(Collected data)
○ ○ ○ ○

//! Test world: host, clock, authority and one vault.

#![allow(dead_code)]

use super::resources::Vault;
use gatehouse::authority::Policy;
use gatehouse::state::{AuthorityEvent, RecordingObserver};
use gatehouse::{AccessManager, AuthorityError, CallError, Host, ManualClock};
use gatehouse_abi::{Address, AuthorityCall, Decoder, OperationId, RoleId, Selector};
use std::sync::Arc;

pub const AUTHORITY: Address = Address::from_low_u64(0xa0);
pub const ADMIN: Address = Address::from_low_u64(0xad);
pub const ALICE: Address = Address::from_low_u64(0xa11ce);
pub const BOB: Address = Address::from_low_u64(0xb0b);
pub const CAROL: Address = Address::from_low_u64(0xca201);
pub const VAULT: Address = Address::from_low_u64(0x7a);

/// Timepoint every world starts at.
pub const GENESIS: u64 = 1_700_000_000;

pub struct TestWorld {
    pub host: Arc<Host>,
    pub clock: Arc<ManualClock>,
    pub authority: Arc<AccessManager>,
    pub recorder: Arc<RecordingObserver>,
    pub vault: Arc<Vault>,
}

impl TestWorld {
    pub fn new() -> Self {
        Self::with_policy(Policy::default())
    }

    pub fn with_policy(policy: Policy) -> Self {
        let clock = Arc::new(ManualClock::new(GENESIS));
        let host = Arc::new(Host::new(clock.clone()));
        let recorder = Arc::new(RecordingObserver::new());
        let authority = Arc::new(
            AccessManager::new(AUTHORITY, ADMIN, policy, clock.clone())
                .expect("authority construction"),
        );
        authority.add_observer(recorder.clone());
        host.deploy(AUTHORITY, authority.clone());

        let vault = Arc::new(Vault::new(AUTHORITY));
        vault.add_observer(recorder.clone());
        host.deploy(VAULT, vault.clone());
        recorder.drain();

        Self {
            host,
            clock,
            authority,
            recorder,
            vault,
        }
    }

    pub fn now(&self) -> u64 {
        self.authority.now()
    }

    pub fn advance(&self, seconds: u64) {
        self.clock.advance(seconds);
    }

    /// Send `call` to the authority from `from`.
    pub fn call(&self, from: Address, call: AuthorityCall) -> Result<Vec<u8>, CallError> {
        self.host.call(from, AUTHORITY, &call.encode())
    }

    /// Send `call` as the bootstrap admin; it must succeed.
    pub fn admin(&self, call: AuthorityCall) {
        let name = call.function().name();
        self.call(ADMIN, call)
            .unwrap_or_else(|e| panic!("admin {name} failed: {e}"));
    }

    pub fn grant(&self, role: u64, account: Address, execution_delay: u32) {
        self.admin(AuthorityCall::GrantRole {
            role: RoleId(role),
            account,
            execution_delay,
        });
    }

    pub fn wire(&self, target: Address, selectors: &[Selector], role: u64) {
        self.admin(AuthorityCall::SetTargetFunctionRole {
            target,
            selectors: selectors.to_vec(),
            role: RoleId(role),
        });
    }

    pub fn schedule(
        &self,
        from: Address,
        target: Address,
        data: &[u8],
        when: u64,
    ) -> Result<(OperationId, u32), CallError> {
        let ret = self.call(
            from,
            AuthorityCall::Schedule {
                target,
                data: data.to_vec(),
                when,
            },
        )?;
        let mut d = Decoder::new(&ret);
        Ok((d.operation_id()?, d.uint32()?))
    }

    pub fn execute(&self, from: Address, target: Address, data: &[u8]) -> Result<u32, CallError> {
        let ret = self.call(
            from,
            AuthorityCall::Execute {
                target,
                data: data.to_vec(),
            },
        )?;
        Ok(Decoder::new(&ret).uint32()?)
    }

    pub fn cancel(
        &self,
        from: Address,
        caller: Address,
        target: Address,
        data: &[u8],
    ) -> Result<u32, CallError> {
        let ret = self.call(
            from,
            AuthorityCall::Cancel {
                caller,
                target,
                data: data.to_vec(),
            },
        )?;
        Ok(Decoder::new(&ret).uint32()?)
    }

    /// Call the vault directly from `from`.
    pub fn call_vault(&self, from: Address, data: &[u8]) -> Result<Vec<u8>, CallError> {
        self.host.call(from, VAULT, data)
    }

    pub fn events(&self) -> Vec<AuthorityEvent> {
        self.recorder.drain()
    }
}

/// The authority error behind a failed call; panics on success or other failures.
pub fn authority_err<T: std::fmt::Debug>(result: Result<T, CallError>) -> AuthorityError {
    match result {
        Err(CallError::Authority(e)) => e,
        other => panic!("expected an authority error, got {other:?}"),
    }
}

○ ○ ○ ○

*What this task involves*
Begin at the line containing "authority error, got" and reproduce each line through the end of the records above.

*Response to the task*
        other => panic!("expected an authority error, got {other:?}"),
    }
}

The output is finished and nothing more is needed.